#### Material for this task ####
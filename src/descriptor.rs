//! Output descriptor files
//!
//! The bridge's Bazel aspect writes one JSON descriptor per built target
//! into the `xcbazel-outputs` output group. It names the primary artifact
//! and everything needed to reshape it into what Xcode expects.

use std::fs;
use std::path::{Path, PathBuf};

use serde::Deserialize;
use thiserror::Error;

/// Result type for descriptor loading
pub type DescriptorResult<T> = Result<T, DescriptorError>;

/// Descriptor errors
#[derive(Debug, Error)]
pub enum DescriptorError {
    #[error("Failed to load output map \"{path}\". {reason}")]
    Load { path: PathBuf, reason: String },

    #[error("Failed to find an output artifact in output map \"{0}\"")]
    MissingArtifact(PathBuf),
}

impl DescriptorError {
    pub fn exit_code(&self) -> i32 {
        match self {
            DescriptorError::Load { .. } => 600,
            DescriptorError::MissingArtifact(_) => 601,
        }
    }
}

/// A bundle nested inside the primary one (extension, framework, watch app).
#[derive(Debug, Clone, PartialEq, Eq, Deserialize)]
pub struct EmbeddedBundle {
    #[serde(default)]
    pub bundle_name: String,
    /// Includes the leading dot, e.g. `.appex`.
    #[serde(default)]
    pub bundle_extension: String,
    /// Older aspects only report the combined name.
    #[serde(default)]
    pub bundle_full_name: Option<String>,
    #[serde(default)]
    pub archive_root: Option<PathBuf>,
    #[serde(default)]
    pub has_dsym: bool,
}

impl EmbeddedBundle {
    /// `bundle_name` + `bundle_extension`, e.g. `Widget.appex`.
    pub fn full_name(&self) -> String {
        match &self.bundle_full_name {
            Some(name) => name.clone(),
            None => format!("{}{}", self.bundle_name, self.bundle_extension),
        }
    }

    /// Extension without the leading dot.
    pub fn extension(&self) -> &str {
        let ext = if self.bundle_extension.is_empty() {
            self.bundle_full_name
                .as_deref()
                .and_then(|n| n.rfind('.').map(|i| &n[i..]))
                .unwrap_or("")
        } else {
            &self.bundle_extension
        };
        ext.trim_start_matches('.')
    }
}

/// A `(real_path, link_path)` pair for a generated header.
#[derive(Debug, Clone, PartialEq, Eq, Deserialize)]
pub struct GeneratedSource(pub String, pub String);

/// Parsed descriptor file. Read-only once loaded.
#[derive(Debug, Clone, Default, PartialEq, Eq, Deserialize)]
pub struct OutputDescriptor {
    #[serde(default)]
    pub(crate) artifact: Option<PathBuf>,
    /// Older aspects list artifacts; only the first one is used.
    #[serde(default)]
    pub(crate) artifacts: Vec<PathBuf>,
    #[serde(default)]
    pub archive_root: Option<PathBuf>,
    #[serde(default)]
    pub bundle_name: Option<String>,
    #[serde(default)]
    pub bundle_extension: Option<String>,
    #[serde(default)]
    pub embedded_bundles: Vec<EmbeddedBundle>,
    #[serde(default)]
    pub has_dsym: bool,
    #[serde(default)]
    pub generated_sources: Vec<GeneratedSource>,
}

impl OutputDescriptor {
    pub fn load(path: &Path) -> DescriptorResult<Self> {
        let contents = fs::read_to_string(path).map_err(|e| DescriptorError::Load {
            path: path.to_path_buf(),
            reason: e.to_string(),
        })?;
        Self::parse(&contents).map_err(|e| DescriptorError::Load {
            path: path.to_path_buf(),
            reason: e.to_string(),
        })
    }

    pub fn parse(contents: &str) -> Result<Self, serde_json::Error> {
        serde_json::from_str(contents)
    }

    /// The primary artifact, `None` when the descriptor names none.
    pub fn artifact(&self) -> Option<&Path> {
        self.artifact
            .as_deref()
            .or_else(|| self.artifacts.first().map(PathBuf::as_path))
    }

    /// Load every descriptor, failing on the first unreadable one.
    pub fn load_all(paths: &[PathBuf]) -> DescriptorResult<Vec<Self>> {
        paths.iter().map(|p| Self::load(p)).collect()
    }
}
####
Activity
Every line from the line containing "ext.trim_start_matches('.')" through the line containing "let contents = fs::read_to_string(path).map_err(|e|" in the records above must be retyped exactly. Leave out the rest.

Written answer
        ext.trim_start_matches('.')
    }
}

/// A `(real_path, link_path)` pair for a generated header.
#[derive(Debug, Clone, PartialEq, Eq, Deserialize)]
pub struct GeneratedSource(pub String, pub String);

/// Parsed descriptor file. Read-only once loaded.
#[derive(Debug, Clone, Default, PartialEq, Eq, Deserialize)]
pub struct OutputDescriptor {
    #[serde(default)]
    pub(crate) artifact: Option<PathBuf>,
    /// Older aspects list artifacts; only the first one is used.
    #[serde(default)]
    pub(crate) artifacts: Vec<PathBuf>,
    #[serde(default)]
    pub archive_root: Option<PathBuf>,
    #[serde(default)]
    pub bundle_name: Option<String>,
    #[serde(default)]
    pub bundle_extension: Option<String>,
    #[serde(default)]
    pub embedded_bundles: Vec<EmbeddedBundle>,
    #[serde(default)]
    pub has_dsym: bool,
    #[serde(default)]
    pub generated_sources: Vec<GeneratedSource>,
}

impl OutputDescriptor {
    pub fn load(path: &Path) -> DescriptorResult<Self> {
        let contents = fs::read_to_string(path).map_err(|e| DescriptorError::Load {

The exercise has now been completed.